→ Stored data:
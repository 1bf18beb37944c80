use std::borrow::Cow;
use std::convert::Infallible;
use std::io::Read;
use std::path::{Path, PathBuf};
use std::str::FromStr;
use std::time::Duration;

use base64::Engine;
use image::imageops::FilterType;
use image::{DynamicImage, GenericImageView, RgbaImage};

use crate::error::ImageLoadError;
use crate::pipeline::config::ExtractionConfig;

/// Where the image bytes come from.
#[derive(Debug, Clone, PartialEq, Eq)]
pub enum ImageSource {
    Path(PathBuf),
    /// `http://` or `https://` resource.
    Url(String),
    /// RFC 2397 `data:` URL, base64 or percent-encoded.
    DataUrl(String),
    Bytes(Vec<u8>),
}

impl FromStr for ImageSource {
    type Err = Infallible;

    fn from_str(s: &str) -> Result<Self, Self::Err> {
        Ok(if s.starts_with("data:") {
            Self::DataUrl(s.to_string())
        } else if s.starts_with("http://") || s.starts_with("https://") {
            Self::Url(s.to_string())
        } else {
            Self::Path(PathBuf::from(s))
        })
    }
}

impl std::fmt::Display for ImageSource {
    fn fmt(&self, f: &mut std::fmt::Formatter<'_>) -> std::fmt::Result {
        match self {
            Self::Path(path) => write!(f, "{}", path.display()),
            Self::Url(url) => f.write_str(url),
            Self::DataUrl(url) => {
                let head = url.split(',').next().unwrap_or(url);
                write!(f, "{head},…")
            }
            Self::Bytes(bytes) => write!(f, "<{} bytes>", bytes.len()),
        }
    }
}

/// Load and decode an image from any supported source.
pub fn load_image(
    source: &ImageSource,
    config: &ExtractionConfig,
) -> Result<DynamicImage, ImageLoadError> {
    let bytes = read_source(source, config)?;
    let img = image::load_from_memory(&bytes)?;
    tracing::debug!(
        source = %source,
        width = img.width(),
        height = img.height(),
        "Decoded image"
    );
    Ok(img)
}

fn read_source<'a>(
    source: &'a ImageSource,
    config: &ExtractionConfig,
) -> Result<Cow<'a, [u8]>, ImageLoadError> {
    match source {
        ImageSource::Path(path) => read_file(path).map(Cow::Owned),
        ImageSource::Url(url) => fetch(url, config.fetch_timeout, config.max_fetch_bytes)
            .map(Cow::Owned)
            .inspect_err(|error| tracing::warn!(%url, %error, "Image fetch failed")),
        ImageSource::DataUrl(url) => decode_data_url(url).map(Cow::Owned),
        ImageSource::Bytes(bytes) => Ok(Cow::Borrowed(bytes)),
    }
}

fn read_file(path: &Path) -> Result<Vec<u8>, ImageLoadError> {
    std::fs::read(path).map_err(|source| {
        if source.kind() == std::io::ErrorKind::NotFound {
            ImageLoadError::NotFound(path.to_path_buf())
        } else {
            ImageLoadError::Io {
                path: path.to_path_buf(),
                source,
            }
        }
    })
}

fn fetch(url: &str, timeout: Duration, limit: u64) -> Result<Vec<u8>, ImageLoadError> {
    let fetch_error = |source| ImageLoadError::Fetch {
        url: url.to_string(),
        source,
    };
    let too_large = || ImageLoadError::TooLarge {
        url: url.to_string(),
        limit,
    };

    let client = reqwest::blocking::Client::builder()
        .timeout(timeout)
        .build()
        .map_err(fetch_error)?;
    let response = client
        .get(url)
        .send()
        .and_then(|response| response.error_for_status())
        .map_err(fetch_error)?;

    if response.content_length().is_some_and(|len| len > limit) {
        return Err(too_large());
    }
    read_capped(response, limit)
        .map_err(|source| ImageLoadError::Body {
            url: url.to_string(),
            source,
        })?
        .ok_or_else(too_large)
}

/// Read at most `limit` bytes; `None` when the stream holds more.
fn read_capped(reader: impl Read, limit: u64) -> std::io::Result<Option<Vec<u8>>> {
    let mut buf = Vec::new();
    reader.take(limit.saturating_add(1)).read_to_end(&mut buf)?;
    Ok((buf.len() as u64 <= limit).then_some(buf))
}

/// Decode the payload of a `data:[<mediatype>][;base64],<data>` URL.
fn decode_data_url(url: &str) -> Result<Vec<u8>, ImageLoadError> {
    let rest = url
        .strip_prefix("data:")
        .ok_or_else(|| ImageLoadError::DataUrl("missing data: scheme".into()))?;
    let (meta, payload) = rest
        .split_once(',')
        .ok_or_else(|| ImageLoadError::DataUrl("missing ',' separator".into()))?;

    if meta
        .split(';')
        .any(|param| param.trim().eq_ignore_ascii_case("base64"))
    {
        base64::engine::general_purpose::STANDARD
            .decode(payload.trim())
            .map_err(|e| ImageLoadError::DataUrl(e.to_string()))
    } else {
        Ok(percent_encoding::percent_decode_str(payload).collect())
    }
}

/// A drawing target the sampler acquires for one call.
///
/// Implementations rasterize `image` at exactly `width` x `height` and hand
/// back RGBA pixels. The surface is consumed by the sampling call, so no
/// raster state outlives a single extraction.
pub trait RasterSurface {
    fn draw(&mut self, image: &DynamicImage, width: u32, height: u32) -> RgbaImage;
}

/// Default surface backed by `image::imageops::resize`.
#[derive(Debug, Clone, Copy)]
pub struct ResizeSurface {
    filter: FilterType,
}

impl ResizeSurface {
    pub fn new(filter: FilterType) -> Self {
        Self { filter }
    }
}

impl Default for ResizeSurface {
    fn default() -> Self {
        Self::new(FilterType::Triangle)
    }
}

impl RasterSurface for ResizeSurface {
    fn draw(&mut self, image: &DynamicImage, width: u32, height: u32) -> RgbaImage {
        if image.dimensions() == (width, height) {
            image.to_rgba8()
        } else {
            image::imageops::resize(image, width, height, self.filter)
        }
    }
}

/// Row-major RGBA pixels of a sampled image.
#[derive(Debug, Clone, PartialEq)]
pub struct PixelBuffer {
    pub width: u32,
    pub height: u32,
    /// Factor applied to the source dimensions, at most 1.
    pub scale: f64,
    pub data: Vec<u8>,
}

/// Dimensions that fit `width` x `height` within `max_dimension` on the longest
/// side, preserving aspect ratio. Never upscales.
pub fn target_dimensions(width: u32, height: u32, max_dimension: u32) -> (u32, u32, f64) {
    let longest = width.max(height);
    if longest == 0 {
        return (0, 0, 1.0);
    }
    if longest <= max_dimension {
        return (width, height, 1.0);
    }

    let fit = |side: u32| ((side as u64 * max_dimension as u64 / longest as u64) as u32).max(1);
    (
        fit(width),
        fit(height),
        max_dimension as f64 / longest as f64,
    )
}

/// Sample `image` on a fresh [`ResizeSurface`].
pub fn sample_pixels(image: &DynamicImage, max_dimension: u32) -> PixelBuffer {
    sample_pixels_on(ResizeSurface::default(), image, max_dimension)
}

/// Sample `image` on the given surface, which is released on return.
pub fn sample_pixels_on<S: RasterSurface>(
    mut surface: S,
    image: &DynamicImage,
    max_dimension: u32,
) -> PixelBuffer {
    let (width, height, scale) = target_dimensions(image.width(), image.height(), max_dimension);
    if width == 0 || height == 0 {
        return PixelBuffer {
            width: 0,
            height: 0,
            scale,
            data: Vec::new(),
        };
    }

    let raster = surface.draw(image, width, height);
    tracing::debug!(width, height, scale, "Sampled pixel buffer");

    PixelBuffer {
        width: raster.width(),
        height: raster.height(),
        scale,
        data: raster.into_raw(),
    }
}
impl Color {
    pub const BLACK: Color = Color { r: 0, g: 0, b: 0 };
    pub const WHITE: Color = Color {
        r: 255,
        g: 255,
        b: 255,
    };

    pub const fn new(r: u8, g: u8, b: u8) -> Self {
        Self { r, g, b }
    }

    /// Parse a hex color string like `#ff8800` or `FF8800`.
    pub fn from_hex(hex: &str) -> Result<Self, ColorParseError> {
        let hex = hex.strip_prefix('#').unwrap_or(hex);
        let len = hex.chars().count();
        if len != 6 {
            return Err(ColorParseError::Length(len));
        }
        if !hex.chars().all(|c| c.is_ascii_hexdigit()) {
            return Err(ColorParseError::Digits(hex.to_string()));
        }
        let channel = |range: std::ops::Range<usize>| {
            u8::from_str_radix(&hex[range], 16)
                .map_err(|_| ColorParseError::Digits(hex.to_string()))
        };
        Ok(Self {
            r: channel(0..2)?,
            g: channel(2..4)?,
            b: channel(4..6)?,
        })
    }

    /// Serialize to uppercase hex `#RRGGBB`.
    pub fn to_hex(self) -> String {
        format!("#{:02X}{:02X}{:02X}", self.r, self.g, self.b)
    }

    /// Unrounded HSL with hue in degrees and fractional saturation/lightness.
    fn hsl_fractions(self) -> (f64, f64, f64) {
        let r = self.r as f64 / 255.0;
        let g = self.g as f64 / 255.0;
        let b = self.b as f64 / 255.0;

        let max = r.max(g).max(b);
        let min = r.min(g).min(b);
        let l = (max + min) / 2.0;

        if max == min {
            return (0.0, 0.0, l);
        }

        let d = max - min;
        let s = if l > 0.5 {
            d / (2.0 - max - min)
        } else {
            d / (max + min)
        };
        let h = if max == r {
            (g - b) / d + if g < b { 6.0 } else { 0.0 }
        } else if max == g {
            (b - r) / d + 2.0
        } else {
            (r - g) / d + 4.0
        };

        (h * 60.0, s, l)
    }

    /// Convert to the public, integer-rounded HSL form.
    pub fn to_hsl(self) -> Hsl {
        let (h, s, l) = self.hsl_fractions();
        Hsl {
            // 359.5.. rounds up to 360, which wraps to 0
            h: h.round().rem_euclid(360.0),
            s: (s * 100.0).round(),
            l: (l * 100.0).round(),
        }
    }

    /// HSL in percent units without rounding. Converts back losslessly
    /// (within ±1 per channel) through [`Color::from_hsl`].
    pub fn to_hsl_precise(self) -> Hsl {
        let (h, s, l) = self.hsl_fractions();
        Hsl {
            h,
            s: s * 100.0,
            l: l * 100.0,
        }
    }

    /// Convert from percent-unit HSL.
    pub fn from_hsl(hsl: Hsl) -> Self {
        let h = hsl.h.rem_euclid(360.0) / 360.0;
        let s = hsl.s / 100.0;
        let l = hsl.l / 100.0;

        let to_u8 = |v: f64| (v * 255.0).round() as u8;

        if s == 0.0 {
            let v = to_u8(l);
            return Self { r: v, g: v, b: v };
        }

        let q = if l < 0.5 { l * (1.0 + s) } else { l + s - l * s };
        let p = 2.0 * l - q;
        Self {
            r: to_u8(hue_to_rgb(p, q, h + 1.0 / 3.0)),
            g: to_u8(hue_to_rgb(p, q, h)),
            b: to_u8(hue_to_rgb(p, q, h - 1.0 / 3.0)),
        }
    }

    /// Convert to rounded OKLCH.
    ///
    /// sRGB decode, linear RGB → LMS, cube root, LMS' → OKLab, then polar.
    /// Matrices are Björn Ottosson's OKLab reference values.
    pub fn to_oklch(self) -> Oklch {
        let r = srgb_to_linear(self.r);
        let g = srgb_to_linear(self.g);
        let b = srgb_to_linear(self.b);

        let l = 0.4122214708 * r + 0.5363325363 * g + 0.0514459929 * b;
        let m = 0.2119034982 * r + 0.6806995451 * g + 0.1073969566 * b;
        let s = 0.0883024619 * r + 0.2817188376 * g + 0.6299787005 * b;

        let l_ = l.cbrt();
        let m_ = m.cbrt();
        let s_ = s.cbrt();

        let lightness = 0.2104542553 * l_ + 0.7936177850 * m_ - 0.0040720468 * s_;
        let a = 1.9779984951 * l_ - 2.4285922050 * m_ + 0.4505937099 * s_;
        let b = 0.0259040371 * l_ + 0.7827717662 * m_ - 0.8086757660 * s_;

        let chroma = (a * a + b * b).sqrt();
        let mut hue = b.atan2(a).to_degrees();
        if hue < 0.0 {
            hue += 360.0;
        }

        Oklch {
            l: round_to(lightness, 3),
            c: round_to(chroma, 3),
            h: round_to(hue, 1).rem_euclid(360.0),
        }
    }

    /// Convert to `palette::Srgb<u8>`.
    pub fn to_srgb_u8(self) -> Srgb<u8> {
        Srgb::new(self.r, self.g, self.b)
    }

    fn to_palette_oklch(self) -> palette::Oklch {
        let srgb_f32: Srgb<f32> = self.to_srgb_u8().into_format();
        srgb_f32.into_color()
    }

    fn from_palette_oklch(oklch: palette::Oklch) -> Self {
        let srgb_f32: Srgb<f32> = Srgb::from_color(oklch);
        Self::from_srgb_f32_clamped(srgb_f32)
    }

    /// Clamp an Srgb<f32> to [0, 1] and convert to Color.
    fn from_srgb_f32_clamped(srgb: Srgb<f32>) -> Self {
        let r = (srgb.red.clamp(0.0, 1.0) * 255.0).round() as u8;
        let g = (srgb.green.clamp(0.0, 1.0) * 255.0).round() as u8;
        let b = (srgb.blue.clamp(0.0, 1.0) * 255.0).round() as u8;
        Self { r, g, b }
    }

    /// WCAG 2.1 relative luminance.
    ///
    /// Linearizes each sRGB channel, then computes the weighted sum.
    pub fn relative_luminance(self) -> f64 {
        let r = srgb_to_linear(self.r);
        let g = srgb_to_linear(self.g);
        let b = srgb_to_linear(self.b);
        0.2126 * r + 0.7152 * g + 0.0722 * b
    }

    /// WCAG 2.1 contrast ratio between two colors.
    ///
    /// Returns a value in [1, 21]. Higher means more contrast.
    pub fn contrast_ratio(c1: &Color, c2: &Color) -> f64 {
        let l1 = c1.relative_luminance();
        let l2 = c2.relative_luminance();
        let (lighter, darker) = if l1 > l2 { (l1, l2) } else { (l2, l1) };
        (lighter + 0.05) / (darker + 0.05)
    }

    /// Adjust Oklch lightness by `delta`. Positive = lighter, negative = darker.
    /// Lightness is clamped to [0, 1].
    pub fn adjust_lightness(self, delta: f32) -> Color {
        let mut oklch = self.to_palette_oklch();
        oklch.l = (oklch.l + delta).clamp(0.0, 1.0);
        Color::from_palette_oklch(oklch)
    }

    /// Rotate the Oklch hue by `degrees`, keeping lightness and chroma.
    pub fn rotate_hue(self, degrees: f32) -> Color {
        let mut oklch = self.to_palette_oklch();
        oklch.hue = OklabHue::from(f32::from(oklch.hue) + degrees);
        Color::from_palette_oklch(oklch)
    }
}
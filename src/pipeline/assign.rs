use serde::Serialize;

use crate::pipeline::extract::{hue_distance, ExtractedColor};

/// Saturation (percent) above which a color can take the primary/accent role.
const ROLE_MIN_SATURATION: f64 = 30.0;
/// Exclusive lightness window (percent) for primary/accent candidates.
const ROLE_LIGHTNESS: (f64, f64) = (25.0, 75.0);
/// Minimum hue separation between primary and a preferred accent.
const ACCENT_MIN_HUE_DISTANCE: f64 = 30.0;
/// Lightness (percent) above which a color is a natural background.
const BACKGROUND_MIN_LIGHTNESS: f64 = 80.0;

/// Role assignment over an extracted palette. Every role borrows from the
/// slice passed to [`assign_roles`].
#[derive(Debug, Clone, Copy, Default, PartialEq, Serialize)]
pub struct SemanticRoles<'a> {
    pub primary: Option<&'a ExtractedColor>,
    pub accent: Option<&'a ExtractedColor>,
    pub background: Option<&'a ExtractedColor>,
}

fn is_vibrant(color: &ExtractedColor) -> bool {
    let (lo, hi) = ROLE_LIGHTNESS;
    color.hsl.s > ROLE_MIN_SATURATION && color.hsl.l > lo && color.hsl.l < hi
}

/// First element with the highest key; later ties never replace it.
fn first_max_by<'a, I, F>(iter: I, key: F) -> Option<&'a ExtractedColor>
where
    I: IntoIterator<Item = &'a ExtractedColor>,
    F: Fn(&ExtractedColor) -> f64,
{
    iter.into_iter()
        .reduce(|best, candidate| if key(candidate) > key(best) { candidate } else { best })
}

/// Pick primary, accent and background colors from an extracted palette.
pub fn assign_roles(colors: &[ExtractedColor]) -> SemanticRoles<'_> {
    let vibrant: Vec<&ExtractedColor> = colors.iter().filter(|c| is_vibrant(c)).collect();

    let primary = first_max_by(vibrant.iter().copied(), |c| c.hsl.s * c.percentage)
        .or_else(|| colors.first());

    let accent = primary.and_then(|primary| {
        first_max_by(
            vibrant
                .iter()
                .copied()
                .filter(|c| hue_distance(c.hsl.h, primary.hsl.h) > ACCENT_MIN_HUE_DISTANCE),
            |c| c.hsl.s,
        )
    });
    let accent = accent
        .or_else(|| vibrant.get(1).copied())
        .or_else(|| colors.get(1));

    let background = first_max_by(
        colors.iter().filter(|c| c.hsl.l > BACKGROUND_MIN_LIGHTNESS),
        |c| c.hsl.l,
    )
    .or_else(|| {
        first_max_by(
            colors.iter().filter(|c| c.hsl.s <= ROLE_MIN_SATURATION),
            |c| c.hsl.l,
        )
    })
    .or_else(|| colors.last());

    SemanticRoles {
        primary,
        accent,
        background,
    }
}
pub mod cli;
pub mod color;
pub mod error;
pub mod output;
pub mod pipeline;
use std::time::Duration;

/// Longest side of the sampled raster for a full extraction.
pub const FULL_MAX_DIMENSION: u32 = 400;
/// Longest side of the sampled raster for a quick preview extraction.
pub const QUICK_MAX_DIMENSION: u32 = 50;

/// Pixels with alpha below this are treated as transparent.
pub const ALPHA_THRESHOLD: u8 = 128;

/// Clusters darker than this lightness (percent) are dropped.
pub const MIN_LIGHTNESS: f64 = 10.0;
/// Clusters lighter than this lightness (percent) are dropped.
pub const MAX_LIGHTNESS: f64 = 95.0;

/// Similarity thresholds for the distinctness pass (percent / degrees).
pub const GRAYSCALE_SATURATION: f64 = 20.0;
pub const GRAYSCALE_LIGHTNESS_DELTA: f64 = 15.0;
pub const HUE_DELTA: f64 = 30.0;
pub const SATURATION_DELTA: f64 = 20.0;
pub const LIGHTNESS_DELTA: f64 = 20.0;

/// Saturation (percent) at or above which a color counts as vibrant.
pub const VIBRANT_SATURATION: f64 = 15.0;

pub const MAX_DISTINCT: usize = 10;
pub const MAX_NEUTRAL: usize = 2;
pub const MAX_COLORS: usize = 8;

pub const DEFAULT_FETCH_TIMEOUT: Duration = Duration::from_secs(15);
/// Largest response body accepted from a URL source.
pub const MAX_FETCH_BYTES: u64 = 32 * 1024 * 1024;

/// Fidelity of an extraction.
#[derive(Debug, Clone, Copy, PartialEq, Eq, Default, clap::ValueEnum)]
pub enum SampleMode {
    /// 400 px raster, every third pixel, 15-wide averaged buckets.
    #[default]
    Full,
    /// 50 px raster, every pixel, 32-wide buckets reported by their center.
    Quick,
}

/// How a bucket is reduced to a single color.
#[derive(Debug, Clone, Copy, PartialEq, Eq)]
pub enum Representative {
    /// Rounded mean of every pixel in the bucket.
    Average,
    /// Midpoint of the bucket's channel ranges. The lightness filter still
    /// reads the bucket average.
    BucketCenter,
}

/// Tunable knobs of the extraction pipeline.
///
/// The presets carry empirically chosen values; they are grouped here so
/// every stage reads them from one place instead of inline literals.
#[derive(Debug, Clone, PartialEq)]
pub struct ExtractionConfig {
    pub max_dimension: u32,
    /// Take every n-th pixel of the buffer.
    pub sample_stride: usize,
    /// Channel width of one quantization bucket.
    pub bucket_size: u8,
    pub alpha_threshold: u8,
    pub min_lightness: f64,
    pub max_lightness: f64,
    pub representative: Representative,
    pub max_distinct: usize,
    pub max_neutral: usize,
    pub max_colors: usize,
    pub fetch_timeout: Duration,
    pub max_fetch_bytes: u64,
}

impl ExtractionConfig {
    pub fn full() -> Self {
        Self {
            max_dimension: FULL_MAX_DIMENSION,
            sample_stride: 3,
            bucket_size: 15,
            alpha_threshold: ALPHA_THRESHOLD,
            min_lightness: MIN_LIGHTNESS,
            max_lightness: MAX_LIGHTNESS,
            representative: Representative::Average,
            max_distinct: MAX_DISTINCT,
            max_neutral: MAX_NEUTRAL,
            max_colors: MAX_COLORS,
            fetch_timeout: DEFAULT_FETCH_TIMEOUT,
            max_fetch_bytes: MAX_FETCH_BYTES,
        }
    }

    pub fn quick() -> Self {
        Self {
            max_dimension: QUICK_MAX_DIMENSION,
            sample_stride: 1,
            bucket_size: 32,
            representative: Representative::BucketCenter,
            ..Self::full()
        }
    }

    pub fn for_mode(mode: SampleMode) -> Self {
        match mode {
            SampleMode::Full => Self::full(),
            SampleMode::Quick => Self::quick(),
        }
    }
}

impl Default for ExtractionConfig {
    fn default() -> Self {
        Self::full()
    }
}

→ What to do:
Scan the lines above for the word "copied" and copy every one where it occurs.

→ Answer for the task:
    let primary = first_max_by(vibrant.iter().copied(), |c| c.hsl.s * c.percentage)
                .copied()
        .or_else(|| vibrant.get(1).copied())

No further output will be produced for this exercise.